If you don’t want to go through the hassle of contacting the retailer and getting a new gift card, you might have another option. If you wrote down the gift card number, you probably can go to the retailer’s website and redeem your gift card that way. In the past, that wasn’t always possible, but now about 90 percent of retailers will allow you to use a gift card online with just the number, Wasz says.

In any case, if the retailer tells you you’re out of luck, be persistent, Wasz says. Some retailers will go out of their way to avoid having disgruntled customers broadcast their gripes via social media.

“Don’t be afraid to demand that they reset your gift card,” he says.

Keeping your gift cards safe
Because it can be such a hassle to try to get a gift card replaced, it pays to keep these little pieces of plastic safe. If you are planning to give gift cards this holiday season or if you just tore the wrapping paper off a shiny new card, what can you do to prevent its loss? Here are some tips:

1)  Pick the right card for the recipient. As a gift giver, if you put a lot of thought into your choice of gift card, the recipient is much more likely to go use the card right away, minimizing the chance it will go missing, says Dan Horne, gift card expert and professor of marketing at Providence College. If Uncle Bob loves to build model planes, skip the generic department store gift card and get him a card to his favorite hobby store.

2)  Pay the right way. Use a credit or debit card instead of cash to pay for a gift card so there will be an additional record of the purchase, aside from the original receipt, Wasz says.

3)  Record gift card details. You can jot down your gift card information (and keep it in a safe place, of course) or use an app to record the gift card number and PIN. Using an app such as Gyft is the best option because it allows you to keep all of your gift card numbers safely in one place and track balances, Kuadey says, noting that the average person has three to five gift cards.

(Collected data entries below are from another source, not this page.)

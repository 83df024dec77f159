// Style selection and attribute aggregation.
//
// Picks the top styles from a score map, then merges the selected styles'
// attributes: a blended tempo range, a capped de-duplicated instrument list,
// and randomly sampled chord progressions and reference tracks. Random
// choices draw from the caller's `VibeRng` so a fixed seed reproduces them.

use crate::scoring::StyleScores;
use sonic_palette_lexicon::{ChordTemplate, Lexicon, ReferenceTrack, StyleProfile, TempoRange};
use sonic_palette_prng::VibeRng;
use std::collections::HashSet;

/// The `k` best styles with a strictly positive score, best first. Ties keep
/// lexicon order. With no positive score, the first `k` of `defaults`.
pub fn pick_top_styles(scores: &StyleScores, k: usize, defaults: &[String]) -> Vec<String> {
    let mut ranked: Vec<(&String, f64)> = scores.iter().map(|(name, s)| (name, *s)).collect();
    // `sort_by` is stable, so equal scores stay in insertion order.
    ranked.sort_by(|a, b| b.1.total_cmp(&a.1));

    let top: Vec<String> = ranked
        .into_iter()
        .filter(|(_, score)| *score > 0.0)
        .take(k)
        .map(|(name, _)| name.clone())
        .collect();

    if top.is_empty() {
        defaults.iter().take(k).cloned().collect()
    } else {
        top
    }
}

/// Average the lows and the highs (truncating). If that collapses or
/// inverts the range, widen to (min low, max high). `None` for no styles.
///
/// Lexicon styles all have `low < high`, so the result does too. A
/// hand-built single-BPM style (`low == high`) is the only way to get a
/// point range back.
pub fn blend_bpm(styles: &[&StyleProfile]) -> Option<TempoRange> {
    if styles.is_empty() {
        return None;
    }
    let n = styles.len() as u32;
    let low_sum: u32 = styles.iter().map(|s| u32::from(s.tempo.low)).sum();
    let high_sum: u32 = styles.iter().map(|s| u32::from(s.tempo.high)).sum();
    let low = (low_sum / n) as u16;
    let high = (high_sum / n) as u16;

    if low < high {
        return Some(TempoRange::new(low, high));
    }
    let min_low = styles.iter().map(|s| s.tempo.low).min()?;
    let max_high = styles.iter().map(|s| s.tempo.high).max()?;
    Some(TempoRange::new(min_low, max_high))
}

/// Keep the first occurrence of each item, then cut to `cap`.
pub fn unique_capped<I>(items: I, cap: usize) -> Vec<String>
where
    I: IntoIterator<Item = String>,
{
    let mut seen = HashSet::new();
    items
        .into_iter()
        .filter(|item| seen.insert(item.clone()))
        .take(cap)
        .collect()
}

/// Instruments of the selected styles, in selection order, unique, capped.
pub fn collect_instruments(styles: &[&StyleProfile], cap: usize) -> Vec<String> {
    unique_capped(
        styles.iter().flat_map(|s| s.instruments.iter().cloned()),
        cap,
    )
}

/// Up to `n` chord progressions with distinct Roman-numeral labels, drawn
/// at random from the selected styles' pools.
pub fn pick_chords(styles: &[&StyleProfile], n: usize, rng: &mut VibeRng) -> Vec<ChordTemplate> {
    let mut pool: Vec<&ChordTemplate> = styles.iter().flat_map(|s| s.chords.iter()).collect();
    rng.shuffle(&mut pool);

    let mut seen = HashSet::new();
    pool.into_iter()
        .filter(|c| seen.insert(c.roman.as_str()))
        .take(n)
        .cloned()
        .collect()
}

/// Up to `n` reference tracks with distinct titles, drawn at random from the
/// selected styles plus the generic bucket.
///
/// `emotions` is accepted for a future emotion-aware pick and does not
/// affect the result.
pub fn suggest_references(
    lexicon: &Lexicon,
    styles: &[String],
    _emotions: &[String],
    n: usize,
    generic_bucket: &str,
    rng: &mut VibeRng,
) -> Vec<ReferenceTrack> {
    let mut pool: Vec<&ReferenceTrack> = styles
        .iter()
        .map(String::as_str)
        .chain(std::iter::once(generic_bucket))
        .flat_map(|name| lexicon.references_for(name).iter())
        .collect();
    rng.shuffle(&mut pool);

    let mut seen = HashSet::new();
    pool.into_iter()
        .filter(|r| seen.insert(r.title.as_str()))
        .take(n)
        .cloned()
        .collect()
}
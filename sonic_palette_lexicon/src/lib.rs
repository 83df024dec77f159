// SonicPalette lexicon crate.
//
// Holds the static reference data the prompt pipeline scores against:
// emotion keywords, style profiles (keywords, tempo range, instruments,
// chord templates), reference tracks per style, and emotion→style affinity
// weights. The pipeline never mutates a `Lexicon`; it is built once and
// passed by reference.
//
// Architecture:
// - `types.rs`: `Emotion`, `StyleProfile`, `TempoRange`, `ChordTemplate`,
//   `ReferenceTrack`
// - `loader.rs`: the four named datasets, directory loading with
//   per-dataset fallback to the embedded defaults
// - `lib.rs` (this file): `Lexicon` struct, JSON parsing, validation
//
// The default datasets live in `data/*.json` at the workspace root and are
// embedded with `include_str!`, so a lexicon is always available even when
// no data directory is present.
//
// Iteration order is file order everywhere (indexmap), which the pipeline
// relies on for stable tie-breaking between equally scored styles.

pub mod loader;
pub mod types;

pub use loader::{Dataset, DatasetOrigin, LoadedLexicon, default_lexicon, load_dir};
pub use types::{ChordTemplate, Emotion, ReferenceTrack, StyleProfile, TempoRange};

use indexmap::IndexMap;
use serde::Deserialize;
use std::fmt;
use std::path::PathBuf;
use thiserror::Error;

/// Errors raised while reading or parsing lexicon datasets.
#[derive(Debug, Error)]
pub enum LexiconError {
    #[error("could not read {path}: {source}")]
    Io {
        path: PathBuf,
        #[source]
        source: std::io::Error,
    },

    #[error("malformed {dataset} dataset: {source}")]
    Json {
        dataset: Dataset,
        #[source]
        source: serde_json::Error,
    },

    #[error("style '{style}' has an empty or inverted tempo range {low}-{high}")]
    BadTempo { style: String, low: u16, high: u16 },
}

pub type Result<T> = std::result::Result<T, LexiconError>;

/// `emotions.json` record.
#[derive(Debug, Deserialize)]
struct EmotionRecord {
    #[serde(default)]
    keywords: Vec<String>,
    #[serde(default)]
    description: Option<String>,
}

/// `styles.json` record.
#[derive(Debug, Deserialize)]
struct StyleRecord {
    #[serde(default)]
    keywords: Vec<String>,
    bpm_min: u16,
    bpm_max: u16,
    #[serde(default)]
    instruments: Vec<String>,
    #[serde(default)]
    chords: Vec<ChordTemplate>,
    #[serde(default)]
    description: Option<String>,
}

/// Emotion → {style → additive weight}.
pub type AffinityTable = IndexMap<String, IndexMap<String, f64>>;

/// Style (or generic bucket) name → reference tracks.
pub type ReferenceTable = IndexMap<String, Vec<ReferenceTrack>>;

/// A dangling or suspicious entry found by [`Lexicon::validate`]. These do
/// not stop the pipeline: unknown names simply never score.
#[derive(Debug, Clone, PartialEq)]
pub enum LexiconWarning {
    AffinityUnknownEmotion { emotion: String },
    AffinityUnknownStyle { emotion: String, style: String },
    ReferencesUnknownStyle { style: String },
    NoKeywords { entry: String },
}

impl fmt::Display for LexiconWarning {
    fn fmt(&self, f: &mut fmt::Formatter<'_>) -> fmt::Result {
        match self {
            LexiconWarning::AffinityUnknownEmotion { emotion } => {
                write!(f, "affinity table names unknown emotion '{emotion}'")
            }
            LexiconWarning::AffinityUnknownStyle { emotion, style } => {
                write!(f, "affinity for '{emotion}' names unknown style '{style}'")
            }
            LexiconWarning::ReferencesUnknownStyle { style } => {
                write!(f, "references keyed by unknown style '{style}'")
            }
            LexiconWarning::NoKeywords { entry } => write!(f, "'{entry}' has no keywords"),
        }
    }
}

/// The loaded, read-only reference data.
#[derive(Debug, Clone)]
pub struct Lexicon {
    emotions: Vec<Emotion>,
    styles: Vec<StyleProfile>,
    references: ReferenceTable,
    affinities: AffinityTable,
}

impl Lexicon {
    /// Assemble a lexicon from already-built parts.
    pub fn from_parts(
        emotions: Vec<Emotion>,
        styles: Vec<StyleProfile>,
        references: ReferenceTable,
        affinities: AffinityTable,
    ) -> Self {
        Lexicon {
            emotions,
            styles,
            references,
            affinities,
        }
    }

    /// Parse all four datasets from JSON strings.
    pub fn from_json_parts(
        emotions: &str,
        styles: &str,
        references: &str,
        affinities: &str,
    ) -> Result<Self> {
        Ok(Lexicon {
            emotions: parse_emotions(emotions)?,
            styles: parse_styles(styles)?,
            references: parse_references(references)?,
            affinities: parse_affinities(affinities)?,
        })
    }

    /// All emotions, in file order.
    pub fn emotions(&self) -> &[Emotion] {
        &self.emotions
    }

    /// All styles, in file order.
    pub fn styles(&self) -> &[StyleProfile] {
        &self.styles
    }

    /// Look up a style by exact name.
    pub fn style(&self, name: &str) -> Option<&StyleProfile> {
        self.styles.iter().find(|s| s.name == name)
    }

    pub fn has_emotion(&self, label: &str) -> bool {
        self.emotions.iter().any(|e| e.label == label)
    }

    /// Reference tracks for a style or bucket name; empty when absent.
    pub fn references_for(&self, name: &str) -> &[ReferenceTrack] {
        self.references.get(name).map(Vec::as_slice).unwrap_or(&[])
    }

    /// Per-style weights for an emotion, if any are configured.
    pub fn affinities_for(&self, emotion: &str) -> Option<&IndexMap<String, f64>> {
        self.affinities.get(emotion)
    }

    /// Report dangling names and keyword-less entries.
    ///
    /// `generic_bucket` is the reference bucket that is deliberately not a
    /// style (filler references mixed into every request).
    pub fn validate(&self, generic_bucket: &str) -> Vec<LexiconWarning> {
        let mut warnings = Vec::new();

        for emotion in &self.emotions {
            if emotion.keywords.is_empty() {
                warnings.push(LexiconWarning::NoKeywords {
                    entry: emotion.label.clone(),
                });
            }
        }
        for style in &self.styles {
            if style.keywords.is_empty() {
                warnings.push(LexiconWarning::NoKeywords {
                    entry: style.name.clone(),
                });
            }
        }

        for (emotion, weights) in &self.affinities {
            if !self.has_emotion(emotion) {
                warnings.push(LexiconWarning::AffinityUnknownEmotion {
                    emotion: emotion.clone(),
                });
            }
            for style in weights.keys() {
                if self.style(style).is_none() {
                    warnings.push(LexiconWarning::AffinityUnknownStyle {
                        emotion: emotion.clone(),
                        style: style.clone(),
                    });
                }
            }
        }

        for style in self.references.keys() {
            if style != generic_bucket && self.style(style).is_none() {
                warnings.push(LexiconWarning::ReferencesUnknownStyle {
                    style: style.clone(),
                });
            }
        }

        warnings
    }
}

/// Parse `emotions.json`: `{label: {keywords: [...], description: "..."}}`.
pub fn parse_emotions(json: &str) -> Result<Vec<Emotion>> {
    let records: IndexMap<String, EmotionRecord> =
        serde_json::from_str(json).map_err(|source| LexiconError::Json {
            dataset: Dataset::Emotions,
            source,
        })?;
    Ok(records
        .into_iter()
        .map(|(label, rec)| Emotion {
            label,
            keywords: rec.keywords,
            description: rec.description,
        })
        .collect())
}

/// Parse `styles.json`. Rejects styles whose `bpm_min` exceeds `bpm_max`.
pub fn parse_styles(json: &str) -> Result<Vec<StyleProfile>> {
    let records: IndexMap<String, StyleRecord> =
        serde_json::from_str(json).map_err(|source| LexiconError::Json {
            dataset: Dataset::Styles,
            source,
        })?;
    records
        .into_iter()
        .map(|(name, rec)| {
            if rec.bpm_min >= rec.bpm_max {
                return Err(LexiconError::BadTempo {
                    style: name,
                    low: rec.bpm_min,
                    high: rec.bpm_max,
                });
            }
            Ok(StyleProfile {
                name,
                keywords: rec.keywords,
                tempo: TempoRange::new(rec.bpm_min, rec.bpm_max),
                instruments: rec.instruments,
                chords: rec.chords,
                description: rec.description,
            })
        })
        .collect()
}

/// Parse `references.json`: `{style: [[title, note], ...]}`.
pub fn parse_references(json: &str) -> Result<ReferenceTable> {
    serde_json::from_str(json).map_err(|source| LexiconError::Json {
        dataset: Dataset::References,
        source,
    })
}

/// Parse `emotion_to_styles.json`: `{emotion: {style: weight}}`.
pub fn parse_affinities(json: &str) -> Result<AffinityTable> {
    serde_json::from_str(json).map_err(|source| LexiconError::Json {
        dataset: Dataset::Affinities,
        source,
    })
}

4)  Register the card if you can. Some merchants, such as Starbucks and Crate and Barrel, allow you to register your gift card for use online. This can provide an extra layer of protection, Wasz says. But Kuadey says it can be more hassle than it’s worth if you already recorded your gift card number via an app: “It’s just one more site you have to log onto,” he says.

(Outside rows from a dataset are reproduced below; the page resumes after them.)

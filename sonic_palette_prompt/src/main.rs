// SonicPalette CLI.
//
// Usage:
//   sonic-palette generate "<description>" [--tempo T] [--texture T] [--era E]
//     [--seed N] [--max-words N] [--config FILE] [--semantic] [--json]
//   sonic-palette list-emotions
//   sonic-palette list-styles
//   sonic-palette view <emotions|styles|references|emotion_to_styles>
//   sonic-palette datasets
//
// Every subcommand takes `--data-dir` (default `data`, or
// `$SONIC_PALETTE_DATA`). Datasets missing from it fall back to the built-in
// defaults. Logging goes to stderr, filtered by `RUST_LOG` (default `warn`).

use anyhow::{Context, bail};
use clap::{Args, Parser, Subcommand};
use sonic_palette_lexicon::{Dataset, DatasetOrigin, Lexicon, load_dir, loader::read_dataset};
use sonic_palette_prng::VibeRng;
use sonic_palette_prompt::{
    EraPref, PromptConfig, PromptEngine, PromptResult, SemanticAnalyzer, TempoPref, TexturePref,
    TokenCosine, UserIntent, VibeAnalyzer,
};
use std::path::{Path, PathBuf};
use std::time::{SystemTime, UNIX_EPOCH};
use tracing::info;
use tracing_subscriber::EnvFilter;

const WRAP_WIDTH: usize = 100;

/// Turn a vibe description into a music generation prompt
#[derive(Parser, Debug)]
#[command(name = "sonic-palette", version)]
struct Cli {
    /// Directory holding the lexicon JSON datasets
    #[arg(
        long,
        global = true,
        env = "SONIC_PALETTE_DATA",
        default_value = "data"
    )]
    data_dir: PathBuf,

    #[command(subcommand)]
    command: Command,
}

#[derive(Subcommand, Debug)]
enum Command {
    /// Generate a prompt from a description
    Generate(GenerateArgs),
    /// List the known emotions
    ListEmotions,
    /// List the known styles
    ListStyles,
    /// Print one dataset as JSON
    View {
        /// emotions, styles, references or emotion_to_styles
        dataset: String,
    },
    /// Show where each dataset is loaded from
    Datasets,
}

#[derive(Args, Debug)]
struct GenerateArgs {
    /// Free-text description of the vibe
    description: String,

    /// auto, slow, medium or fast
    #[arg(long, default_value = "auto")]
    tempo: String,

    /// auto, electronic or acoustic
    #[arg(long, default_value = "auto")]
    texture: String,

    /// auto, retro or modern
    #[arg(long, default_value = "auto")]
    era: String,

    /// Seed for chord and reference sampling (default: clock)
    #[arg(long)]
    seed: Option<u64>,

    /// Word budget for the prompt
    #[arg(long)]
    max_words: Option<usize>,

    /// JSON file overriding pipeline settings
    #[arg(long, value_name = "FILE")]
    config: Option<PathBuf>,

    /// Rank emotions and styles by text similarity as well as keywords
    #[arg(long)]
    semantic: bool,

    /// Print the result as JSON
    #[arg(long)]
    json: bool,
}

fn main() -> anyhow::Result<()> {
    tracing_subscriber::fmt()
        .with_env_filter(
            EnvFilter::try_from_default_env().unwrap_or_else(|_| EnvFilter::new("warn")),
        )
        .with_writer(std::io::stderr)
        .init();

    let cli = Cli::parse();
    match cli.command {
        Command::Generate(args) => generate(&cli.data_dir, args),
        Command::ListEmotions => {
            list_emotions(&Lexicon::load_dir(&cli.data_dir));
            Ok(())
        }
        Command::ListStyles => {
            list_styles(&Lexicon::load_dir(&cli.data_dir));
            Ok(())
        }
        Command::View { dataset } => view(&cli.data_dir, &dataset),
        Command::Datasets => {
            for (dataset, origin) in load_dir(&cli.data_dir).origins {
                println!(
                    "{:<24} {}",
                    dataset.file_name(),
                    dataset_source(&cli.data_dir, dataset, origin)
                );
            }
            Ok(())
        }
    }
}

fn generate(data_dir: &Path, args: GenerateArgs) -> anyhow::Result<()> {
    let mut config = match &args.config {
        Some(path) => PromptConfig::load(path)?,
        None => PromptConfig::default(),
    };
    if let Some(max_words) = args.max_words {
        config.max_words = max_words;
    }

    let intent = UserIntent::new(args.description.as_str())
        .with_tempo(TempoPref::parse_lenient(&args.tempo))
        .with_texture(TexturePref::parse_lenient(&args.texture))
        .with_era(EraPref::parse_lenient(&args.era));

    let seed = args.seed.unwrap_or_else(clock_seed);
    info!(seed, "sampling seed");

    let loaded = load_dir(data_dir);
    for &(dataset, origin) in &loaded.origins {
        info!("{dataset}: {}", dataset_source(data_dir, dataset, origin));
    }
    let lexicon = loaded.lexicon;
    if args.semantic {
        let engine = PromptEngine::new(lexicon, config, SemanticAnalyzer::new(TokenCosine))?;
        run(&engine, &intent, seed, args.json)
    } else {
        let engine = PromptEngine::keyword(lexicon, config)?;
        run(&engine, &intent, seed, args.json)
    }
}

fn run<A: VibeAnalyzer>(
    engine: &PromptEngine<A>,
    intent: &UserIntent,
    seed: u64,
    json: bool,
) -> anyhow::Result<()> {
    info!(
        analyzer = engine.analyzer().name(),
        max_words = engine.config().max_words,
        "engine ready"
    );
    let mut rng = VibeRng::new(seed);
    let result = engine
        .generate(intent, &mut rng)
        .context("could not generate a prompt")?;

    if json {
        println!("{}", serde_json::to_string_pretty(&result)?);
    } else {
        print_result(&result, seed);
    }
    Ok(())
}

fn clock_seed() -> u64 {
    SystemTime::now()
        .duration_since(UNIX_EPOCH)
        .map(|d| d.as_nanos() as u64)
        .unwrap_or_default()
}

fn print_result(result: &PromptResult, seed: u64) {
    println!("--- RESULT ---");
    println!("Styles: {}", result.styles.join(", "));
    println!("Emotions: {}", result.emotions.join(", "));
    println!("BPM suggestion: {}", result.bpm_range);
    println!();
    println!("Prompt ({} words):", result.word_count());
    for line in wrap(&result.prompt, WRAP_WIDTH) {
        println!("{line}");
    }

    println!();
    println!("Chord progressions (Roman / C example):");
    for chord in &result.chords {
        println!("- {}  |  e.g., {}", chord.roman, chord.in_c);
    }

    println!();
    println!("Instrumentation suggestions:");
    for instrument in &result.instruments {
        println!("- {instrument}");
    }

    println!();
    println!("Reference tracks:");
    for track in &result.references {
        println!("- {}  ({})", track.title, track.note);
    }

    println!();
    println!("Seed: {seed} (rerun with --seed to reproduce)");
}

fn list_emotions(lexicon: &Lexicon) {
    for emotion in lexicon.emotions() {
        match &emotion.description {
            Some(desc) => println!("{:<12} {desc}", emotion.label),
            None => println!("{:<12} {}", emotion.label, emotion.keywords.join(", ")),
        }
    }
}

fn list_styles(lexicon: &Lexicon) {
    for style in lexicon.styles() {
        let desc = style.description.as_deref().unwrap_or("");
        println!(
            "{:<14} {:>8} BPM  {desc}",
            style.name,
            style.tempo.to_string()
        );
    }
}

fn view(data_dir: &Path, name: &str) -> anyhow::Result<()> {
    let Some(dataset) = Dataset::from_name(name) else {
        let names: Vec<String> = Dataset::ALL.iter().map(|d| d.to_string()).collect();
        bail!(
            "unknown dataset '{name}', expected one of: {}",
            names.join(", ")
        );
    };

    let json = match read_dataset(data_dir, dataset)? {
        Some(json) => json,
        None => {
            info!(
                "{dataset} not in {}, showing built-in default",
                data_dir.display()
            );
            dataset.embedded_json().to_string()
        }
    };
    let value: serde_json::Value =
        serde_json::from_str(&json).with_context(|| format!("{dataset} is not valid JSON"))?;
    println!("{}", serde_json::to_string_pretty(&value)?);
    Ok(())
}

fn dataset_source(data_dir: &Path, dataset: Dataset, origin: DatasetOrigin) -> String {
    let path = data_dir.join(dataset.file_name());
    match origin {
        DatasetOrigin::File => path.display().to_string(),
        DatasetOrigin::Default => format!("built-in ({} not found)", path.display()),
        DatasetOrigin::Fallback => format!("built-in ({} could not be loaded)", path.display()),
    }
}

/// Greedy word wrap at `width` characters. Words longer than the width get
/// a line of their own.
fn wrap(text: &str, width: usize) -> Vec<String> {
    let mut lines = Vec::new();
    let mut line = String::new();
    let mut len = 0;

    for word in text.split_whitespace() {
        let word_len = word.chars().count();
        if len > 0 && len + 1 + word_len > width {
            lines.push(std::mem::take(&mut line));
            len = 0;
        }
        if len > 0 {
            line.push(' ');
            len += 1;
        }
        line.push_str(word);
        len += word_len;
    }
    if !line.is_empty() {
        lines.push(line);
    }
    lines
}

5)  Guard your cards. Treat your gift card like a $50 bill. Don’t leave it lying around on a table, in a drawer or on the floor of your car.

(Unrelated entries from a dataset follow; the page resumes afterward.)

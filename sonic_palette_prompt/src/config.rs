// Tunable pipeline parameters.
//
// Every number and curated list the pipeline uses lives in `PromptConfig`:
// selection sizes, caps, the word budget, the fallback emotion and default
// style pair, the "retro"/"modern" tie-break bonuses, the texture bonus
// instrument sets and the semantic blend parameters. The config is plain
// JSON; every field has a default, so a file only needs the keys it changes.
//
// Section wording (groove, mix, structure lines) is presentation, not tuning,
// and stays in `compose.rs`.

use crate::error::{PromptError, Result};
use indexmap::IndexMap;
use serde::{Deserialize, Serialize};
use std::path::Path;

/// How keywords are compared against the token stream.
#[derive(Clone, Copy, Debug, Default, PartialEq, Eq, Serialize, Deserialize)]
#[serde(rename_all = "snake_case")]
pub enum KeywordMatch {
    /// A keyword must equal a single token. Keywords that tokenize into
    /// several tokens (multi-character CJK words, "late night", "r&b")
    /// never match.
    #[default]
    Exact,
    /// As `Exact`, and a keyword that tokenizes into two or more tokens
    /// also matches when those tokens appear consecutively in the input.
    Phrase,
}

/// A fixed score bonus applied when any marker word is present.
#[derive(Clone, Debug, PartialEq, Serialize, Deserialize)]
pub struct TieBreakBonus {
    /// Marker keywords, matched like style keywords.
    pub markers: Vec<String>,
    /// Style name → bonus. Styles missing from the lexicon are skipped.
    pub styles: IndexMap<String, f64>,
}

/// Parameters of the semantic (similarity-based) analyzer.
#[derive(Clone, Debug, PartialEq, Serialize, Deserialize)]
#[serde(default)]
pub struct SemanticParams {
    /// Share of the final style score taken from similarity; the rest comes
    /// from the keyword score.
    pub weight: f64,
    /// An emotion is accepted only when its similarity is strictly above this.
    pub emotion_threshold: f64,
    pub emotion_top_n: usize,
    /// Keywords quoted in each emotion descriptor.
    pub emotion_descriptor_keywords: usize,
    /// Keywords quoted in each style descriptor.
    pub style_descriptor_keywords: usize,
}

impl Default for SemanticParams {
    fn default() -> Self {
        SemanticParams {
            weight: 0.7,
            emotion_threshold: 0.3,
            emotion_top_n: 3,
            emotion_descriptor_keywords: 3,
            style_descriptor_keywords: 4,
        }
    }
}

/// Word-budget settings consumed by the compressor.
#[derive(Clone, Copy, Debug, PartialEq, Eq)]
pub struct WordBudget {
    pub max_words: usize,
    /// List sections longer than this are cut to this many items + "etc.".
    pub list_item_cap: usize,
    /// The word trim never shortens a section below this many words.
    pub word_floor: usize,
}

#[derive(Clone, Debug, PartialEq, Serialize, Deserialize)]
#[serde(default)]
pub struct PromptConfig {
    pub max_words: usize,
    pub top_styles: usize,
    pub chord_count: usize,
    pub reference_count: usize,
    pub instrument_cap: usize,
    pub list_item_cap: usize,
    pub word_floor: usize,

    /// Emotion reported when nothing matches.
    pub fallback_emotion: String,
    /// Styles used when no style scores above zero.
    pub default_styles: Vec<String>,
    /// Reference bucket mixed into every request regardless of style.
    pub generic_reference_bucket: String,

    pub keyword_match: KeywordMatch,
    pub tie_breaks: Vec<TieBreakBonus>,

    /// Appended to the instrument list for `texture = electronic`.
    pub electronic_instruments: Vec<String>,
    /// Prepended to the instrument list for `texture = acoustic`.
    pub acoustic_instruments: Vec<String>,

    pub semantic: SemanticParams,
}

impl Default for PromptConfig {
    fn default() -> Self {
        PromptConfig {
            max_words: 200,
            top_styles: 2,
            chord_count: 2,
            reference_count: 5,
            instrument_cap: 8,
            list_item_cap: 4,
            word_floor: 5,
            fallback_emotion: "chill".into(),
            default_styles: vec!["R&B".into(), "Dream pop".into()],
            generic_reference_bucket: "Indie refs".into(),
            keyword_match: KeywordMatch::Exact,
            tie_breaks: vec![
                TieBreakBonus {
                    markers: vec!["retro".into(), "复古".into()],
                    styles: IndexMap::from([
                        ("City pop".to_string(), 0.3),
                        ("Synthwave".to_string(), 0.3),
                    ]),
                },
                TieBreakBonus {
                    markers: vec!["modern".into(), "现代".into()],
                    styles: IndexMap::from([("R&B".to_string(), 0.2)]),
                },
            ],
            electronic_instruments: strings(&[
                "Analog polysynth",
                "Arp synth",
                "Silky synth pad",
                "Sub-bass",
            ]),
            acoustic_instruments: strings(&[
                "Electric guitar (clean)",
                "Piano",
                "Strings",
                "Bass",
                "Drums",
            ]),
            semantic: SemanticParams::default(),
        }
    }
}

impl PromptConfig {
    /// Parse a config from a JSON string. Missing keys take their defaults.
    pub fn from_json(json: &str) -> std::result::Result<Self, serde_json::Error> {
        serde_json::from_str(json)
    }

    pub fn load(path: &Path) -> Result<Self> {
        let data = std::fs::read_to_string(path).map_err(|source| PromptError::ConfigIo {
            path: path.to_path_buf(),
            source,
        })?;
        Self::from_json(&data).map_err(|source| PromptError::ConfigJson {
            path: path.to_path_buf(),
            source,
        })
    }

    pub fn word_budget(&self) -> WordBudget {
        WordBudget {
            max_words: self.max_words,
            list_item_cap: self.list_item_cap,
            word_floor: self.word_floor,
        }
    }

    /// Reject settings the pipeline cannot honor.
    pub fn validate(&self) -> Result<()> {
        if self.top_styles == 0 {
            return Err(PromptError::InvalidConfig("top_styles must be at least 1".into()));
        }
        if self.default_styles.is_empty() {
            return Err(PromptError::InvalidConfig("default_styles is empty".into()));
        }
        if self.max_words == 0 {
            return Err(PromptError::InvalidConfig("max_words must be at least 1".into()));
        }
        if !(0.0..=1.0).contains(&self.semantic.weight) {
            return Err(PromptError::InvalidConfig(format!(
                "semantic.weight {} is outside 0..=1",
                self.semantic.weight
            )));
        }
        Ok(())
    }
}

fn strings(items: &[&str]) -> Vec<String> {
    items.iter().map(|s| s.to_string()).collect()
}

“Thieves love gift cards,” Horne says. If a criminal steals your car stereo, he can get only about 20 cents on the dollar for it, Horne says. But if he swipes your gift card, he can sell it for about 80 cents on the dollar.

6) Spend it or sell it. The longer you keep a gift card around, the more likely you are to forget you have it.

“Gift cards are kind of use it or lose it,” Kuadey says, noting that most people know as soon as they get the card whether they want to use it. “If you’re not going to use it, then re-gift it or sell it and get cash.”